Akhirnya, ketiga, dinyatakan peristiwa yang ditentukan dapat dipahami dengan mengklasifikasikan hukum yang mereka patuhi dalam konteks konsisten yang lebih besar. Sebanyak mungkin peristiwa harus dimasukkan dalam satu pola. Kita harus menempatkan alam dan diri kita sendiri di bawah satu premis. Kausalitas dipandang sebagai prinsip utama. Perlu dicatat, bagaimanapun, cara manusia mengetahui dan fungsi alam ditempatkan di bawah paradigma yang sama. Prinsip kerja atau bantuan untuk pengetahuan dalam berurusan dengan alam dipahami sebagai kebenaran tentang konstruksi alam.
Terlepas masalah dalam mentransfer determinisme ke ranah filsafat, tesis ini mendapat banyak pendukung. Saya ingin menyajikan argumen yang jelas untuk determinisme sebagai berikut. Ini adalah karya Ted Honderich yang telah mengambil sikap yang jelas tentang masalah validitas determinisme dalam hubungannya dengan kehendak manusia.

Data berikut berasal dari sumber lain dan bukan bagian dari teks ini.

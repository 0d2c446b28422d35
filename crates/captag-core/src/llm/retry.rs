//! Retry policy for model queries.
//!
//! Every failed attempt is retried after the same fixed delay until the
//! attempt budget is spent.

use crate::config::ApiConfig;
use std::time::Duration;

/// Bounded, fixed-delay retry.
#[derive(Debug, Clone, Copy, PartialEq, Eq)]
pub struct RetryPolicy {
    /// Total attempts, including the first one
    pub max_attempts: u32,
    /// Pause between two attempts
    pub delay: Duration,
}

impl Default for RetryPolicy {
    fn default() -> Self {
        Self {
            max_attempts: 3,
            delay: Duration::from_millis(1000),
        }
    }
}

impl From<&ApiConfig> for RetryPolicy {
    fn from(config: &ApiConfig) -> Self {
        Self {
            max_attempts: config.max_retries.max(1),
            delay: Duration::from_millis(config.retry_delay_ms),
        }
    }
}

impl RetryPolicy {
    /// Whether another attempt may follow the given 1-based attempt.
    pub fn should_retry(&self, attempt: u32) -> bool {
        attempt < self.max_attempts
    }
}

#[cfg(test)]
mod tests {
    use super::*;

    #[test]
    fn test_default_policy() {
        let policy = RetryPolicy::default();
        assert_eq!(policy.max_attempts, 3);
        assert_eq!(policy.delay, Duration::from_secs(1));
    }

    #[test]
    fn test_should_retry_bounds() {
        let policy = RetryPolicy::default();
        assert!(policy.should_retry(1));
        assert!(policy.should_retry(2));
        assert!(!policy.should_retry(3));
    }

    #[test]
    fn test_from_config_never_zero_attempts() {
        let config = ApiConfig {
            max_retries: 0,
            retry_delay_ms: 250,
            ..ApiConfig::default()
        };
        let policy = RetryPolicy::from(&config);
        assert_eq!(policy.max_attempts, 1);
        assert_eq!(policy.delay, Duration::from_millis(250));
    }
}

Pada prinsipnya, Honderich menjelaskan determinisme sedemikian rupa sehingga efeknya pasti disebabkan oleh kompleks kondisi kausal. Mengenai pengambilan keputusan dan tindakan manusia, teori deterministiknya dirumuskan sebagai berikut: "Setiap peristiwa mental, termasuk keputusan atau pilihan, dikaitkan dengan peristiwa saraf simultan, karena keduanya berkorelasi nomik.Â
Karena peristiwa saraf telah terjadi, peristiwa mental terjadi secara independen peristiwa lain, dan tanpa peristiwa mental, peristiwa saraf tidak akan terjadi. Setiap pasangan psiko-neural tersebut merupakan efek rangkaian kausal yang kompleks kondisi kausal pertamanya mencakup peristiwa saraf dan fisik awal serta peristiwa lingkungan tertentu.

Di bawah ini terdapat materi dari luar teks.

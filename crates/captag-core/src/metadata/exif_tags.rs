//! EXIF writer for JPEG output.
//!
//! The caption goes into ImageDescription (270) and the keyword string into
//! XPKeywords (40094) as UTF-16LE bytes. Primary-IFD fields already present
//! in the source are carried over.

use super::EmbeddedMetadata;
use crate::config::MetadataConfig;
use exif::experimental::Writer;
use exif::{Context, Field, In, Reader, Tag, Value};
use image::codecs::jpeg::JpegEncoder;
use image::DynamicImage;
use std::io::Cursor;

const SOI: [u8; 2] = [0xFF, 0xD8];
const APP0: u8 = 0xE0;
const APP1: u8 = 0xE1;
const EXIF_HEADER: &[u8] = b"Exif\0\0";

/// Tags the writer lays out itself and must never be copied from the source.
const STRUCTURAL_TAGS: &[Tag] = &[
    Tag::ExifIFDPointer,
    Tag::GPSInfoIFDPointer,
    Tag::InteropIFDPointer,
    Tag::StripOffsets,
    Tag::StripByteCounts,
    Tag::TileOffsets,
    Tag::TileByteCounts,
    Tag::JPEGInterchangeFormat,
    Tag::JPEGInterchangeFormatLength,
];

/// Re-encodes an image as JPEG carrying caption and keyword EXIF tags.
#[derive(Debug, Clone)]
pub struct ExifWriter {
    quality: u8,
    description_tag: Tag,
    keywords_tag: Tag,
}

impl ExifWriter {
    pub fn new(config: &MetadataConfig) -> Self {
        Self {
            quality: config.jpeg_quality,
            description_tag: Tag(Context::Tiff, config.description_tag),
            keywords_tag: Tag(Context::Tiff, config.keywords_tag),
        }
    }

    pub fn encode(&self, source: &[u8], caption: &str, keywords: &str) -> Result<Vec<u8>, String> {
        let image = image::load_from_memory(source).map_err(|e| format!("Decode: {e}"))?;
        let rgb = DynamicImage::ImageRgb8(image.to_rgb8());

        let mut jpeg = Vec::new();
        rgb.write_with_encoder(JpegEncoder::new_with_quality(&mut jpeg, self.quality))
            .map_err(|e| format!("JPEG encode: {e}"))?;

        let tiff = self.build_tiff(source, caption, keywords)?;
        insert_exif_segment(&jpeg, &tiff)
    }

    pub fn read(&self, source: &[u8]) -> Option<EmbeddedMetadata> {
        let exif = Reader::new()
            .read_from_container(&mut Cursor::new(source))
            .ok()?;

        let caption = exif
            .get_field(self.description_tag, In::PRIMARY)
            .and_then(|f| match &f.value {
                Value::Ascii(parts) => parts
                    .first()
                    .map(|bytes| String::from_utf8_lossy(bytes).into_owned()),
                _ => None,
            });
        let keywords = exif
            .get_field(self.keywords_tag, In::PRIMARY)
            .and_then(|f| match &f.value {
                Value::Byte(bytes) | Value::Undefined(bytes, _) => decode_utf16le(bytes),
                _ => None,
            });

        let meta = EmbeddedMetadata { caption, keywords };
        (meta.caption.is_some() || meta.keywords.is_some()).then_some(meta)
    }

    /// Build the TIFF-structured EXIF block, falling back to only the two
    /// new fields if the source's own fields cannot be re-serialized.
    fn build_tiff(&self, source: &[u8], caption: &str, keywords: &str) -> Result<Vec<u8>, String> {
        let description = Field {
            tag: self.description_tag,
            ifd_num: In::PRIMARY,
            value: Value::Ascii(vec![caption.as_bytes().to_vec()]),
        };
        let keywords = Field {
            tag: self.keywords_tag,
            ifd_num: In::PRIMARY,
            value: Value::Byte(encode_utf16le(keywords)),
        };

        let existing = Reader::new()
            .read_from_container(&mut Cursor::new(source))
            .ok();
        let carried: Vec<&Field> = existing
            .iter()
            .flat_map(|exif| exif.fields())
            .filter(|f| self.is_carried_over(f))
            .collect();

        match write_tiff(&carried, &description, &keywords) {
            Ok(tiff) => Ok(tiff),
            Err(e) if !carried.is_empty() => {
                tracing::warn!("Dropping {} existing EXIF field(s): {e}", carried.len());
                write_tiff(&[], &description, &keywords)
            }
            Err(e) => Err(e),
        }
    }

    fn is_carried_over(&self, field: &Field) -> bool {
        field.ifd_num == In::PRIMARY
            && field.tag != self.description_tag
            && field.tag != self.keywords_tag
            && !STRUCTURAL_TAGS.contains(&field.tag)
            && !matches!(field.value, Value::Unknown(..))
    }
}

fn write_tiff(carried: &[&Field], description: &Field, keywords: &Field) -> Result<Vec<u8>, String> {
    let mut writer = Writer::new();
    for field in carried {
        writer.push_field(field);
    }
    writer.push_field(description);
    writer.push_field(keywords);

    let mut buf = Cursor::new(Vec::new());
    writer
        .write(&mut buf, true)
        .map_err(|e| format!("EXIF write: {e}"))?;
    Ok(buf.into_inner())
}

/// UTF-16LE with a trailing NUL code unit, as Windows writes XP* tags.
fn encode_utf16le(text: &str) -> Vec<u8> {
    text.encode_utf16()
        .chain(std::iter::once(0))
        .flat_map(u16::to_le_bytes)
        .collect()
}

fn decode_utf16le(bytes: &[u8]) -> Option<String> {
    let units: Vec<u16> = bytes
        .chunks_exact(2)
        .map(|pair| u16::from_le_bytes([pair[0], pair[1]]))
        .collect();
    let text = String::from_utf16(&units).ok()?;
    Some(text.trim_end_matches('\0').to_string())
}

/// Insert an APP1 EXIF segment after SOI (and after a leading JFIF APP0).
fn insert_exif_segment(jpeg: &[u8], tiff: &[u8]) -> Result<Vec<u8>, String> {
    if jpeg.len() < 4 || jpeg[..2] != SOI {
        return Err("Encoded JPEG is missing SOI marker".to_string());
    }

    let segment_len = 2 + EXIF_HEADER.len() + tiff.len();
    let segment_len = u16::try_from(segment_len)
        .map_err(|_| format!("EXIF block too large ({segment_len} bytes)"))?;

    let mut insert_at = SOI.len();
    if jpeg[2] == 0xFF && jpeg[3] == APP0 && jpeg.len() >= 6 {
        let app0_len = u16::from_be_bytes([jpeg[4], jpeg[5]]) as usize;
        insert_at += 2 + app0_len;
        if insert_at > jpeg.len() {
            return Err("Encoded JPEG has a truncated APP0 segment".to_string());
        }
    }

    let mut out = Vec::with_capacity(jpeg.len() + segment_len as usize + 2);
    out.extend_from_slice(&jpeg[..insert_at]);
    out.extend_from_slice(&[0xFF, APP1]);
    out.extend_from_slice(&segment_len.to_be_bytes());
    out.extend_from_slice(EXIF_HEADER);
    out.extend_from_slice(tiff);
    out.extend_from_slice(&jpeg[insert_at..]);
    Ok(out)
}

#[cfg(test)]
mod tests {
    use super::*;
    use crate::metadata::test_images::jpeg_bytes;

    fn writer() -> ExifWriter {
        ExifWriter::new(&MetadataConfig::default())
    }

    #[test]
    fn test_utf16le_round_trip() {
        let encoded = encode_utf16le("red;car;");
        assert_eq!(&encoded[..4], &[b'r', 0, b'e', 0]);
        assert_eq!(&encoded[encoded.len() - 2..], &[0, 0]);
        assert_eq!(decode_utf16le(&encoded).as_deref(), Some("red;car;"));
    }

    #[test]
    fn test_keywords_stored_as_utf16le_bytes() {
        let encoded = writer()
            .encode(&jpeg_bytes(16, 16), "a red car", "red;car;")
            .unwrap();
        let exif = Reader::new()
            .read_from_container(&mut Cursor::new(&encoded))
            .unwrap();

        let field = exif
            .get_field(Tag(Context::Tiff, 40094), In::PRIMARY)
            .unwrap();
        match &field.value {
            Value::Byte(bytes) => assert_eq!(bytes, &encode_utf16le("red;car;")),
            other => panic!("Expected BYTE value, got {other:?}"),
        }
        let description = exif
            .get_field(Tag::ImageDescription, In::PRIMARY)
            .unwrap();
        assert!(matches!(&description.value, Value::Ascii(v) if v[0] == b"a red car"));
    }

    #[test]
    fn test_existing_fields_carried_over() {
        let artist = Field {
            tag: Tag::Artist,
            ifd_num: In::PRIMARY,
            value: Value::Ascii(vec![b"Ada".to_vec()]),
        };
        let tiff = write_tiff(
            &[&artist],
            &Field {
                tag: Tag::ImageDescription,
                ifd_num: In::PRIMARY,
                value: Value::Ascii(vec![b"first caption".to_vec()]),
            },
            &Field {
                tag: Tag(Context::Tiff, 40094),
                ifd_num: In::PRIMARY,
                value: Value::Byte(encode_utf16le("one;")),
            },
        )
        .unwrap();
        let plain = jpeg_bytes(16, 16);
        let with_artist = insert_exif_segment(&plain, &tiff).unwrap();
        assert_eq!(
            writer().read(&with_artist).unwrap().caption.as_deref(),
            Some("first caption")
        );

        let second = writer()
            .encode(&with_artist, "second caption", "two;")
            .unwrap();
        let exif = Reader::new()
            .read_from_container(&mut Cursor::new(&second))
            .unwrap();
        assert!(exif.get_field(Tag::Artist, In::PRIMARY).is_some());

        let meta = writer().read(&second).unwrap();
        assert_eq!(meta.caption.as_deref(), Some("second caption"));
        assert_eq!(meta.keywords.as_deref(), Some("two;"));
    }

    #[test]
    fn test_insert_after_app0() {
        let jpeg = jpeg_bytes(8, 8);
        let out = insert_exif_segment(&jpeg, b"II*\0").unwrap();
        assert_eq!(&out[..2], &SOI);
        let app1_pos = out
            .windows(2)
            .position(|w| w == [0xFF, APP1])
            .unwrap();
        if jpeg[3] == APP0 {
            let app0_len = u16::from_be_bytes([jpeg[4], jpeg[5]]) as usize;
            assert_eq!(app1_pos, 2 + 2 + app0_len);
        } else {
            assert_eq!(app1_pos, 2);
        }
        assert_eq!(&out[app1_pos + 4..app1_pos + 10], EXIF_HEADER);
    }

    #[test]
    fn test_insert_rejects_non_jpeg() {
        assert!(insert_exif_segment(b"\x89PNG\r\n", b"II*\0").is_err());
    }

    #[test]
    fn test_non_jpeg_source_converted() {
        let png = crate::metadata::test_images::png_rgba_bytes(6, 6);
        let encoded = writer().encode(&png, "converted", "a;").unwrap();
        assert_eq!(&encoded[..2], &SOI);
        assert_eq!(
            writer().read(&encoded).unwrap().caption.as_deref(),
            Some("converted")
        );
    }
}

Ini berarti tindakan kita dijelaskan oleh keinginan, kepercayaan, dll. Dan oleh proses saraf di kepala kita, yaitu. mereka memiliki penyebab psikologis dan saraf. Masing-masing dua peristiwa ini, psikis dan saraf, termasuk dalam kompleks kondisional kausal. Dengan demikian, setiap keputusan adalah efek rantai sebab-akibat, yang unsur-unsurnya, kecuali jika berada di awal atau akhir, keduanya adalah sebab dan akibat. Kompleks awal rantai sebab akibat ini adalah peristiwa saraf dan fisik, serta pengaruh lingkungan yang mempengaruhi orang yang bersangkutan, sepanjang hidup orang tersebut.Â
Jadi, manusia tidak dapat dianggap bertanggung jawab atas keputusannya dalam arti apa pun, karena ia tidak bertanggung jawab atas peristiwa dan pengaruhnya. Untuk kebebasan kehendak dan dengan demikian tanggung jawab seseorang, Honderich menuntut pemicu awal di luar rantai kausal ini, yang paling tidak dapat dia bayangkan sebagai hubungan dengan keputusan yang tidak dapat ditelusuri atau dianalisis lebih jauh. Namun, ia meragukan adanya pemicu awal tersebut. Asumsinya didasarkan pada temuan ilmu saraf, yang memberikan bukti yang memperkuat tesis determinisme.
Pendapat saya tentang tesis ini adalah tesis ini agak goyah, karena pasangan mental-saraf yang menjadi dasar argumennya adalah tesis dan bukan fakta. Mereka berasal teori-teori dalam ilmu saraf. Mereka hanya dapat dipastikan secara tidak langsung atau didalilkan secara teoritis. Mereka mungkin alat yang bagus untuk menjelaskan proses berpikir dalam konteks ilmu saraf. Tapi mereka tidak berguna dalam memutuskan apakah manusia memiliki kehendak bebas atau tidak.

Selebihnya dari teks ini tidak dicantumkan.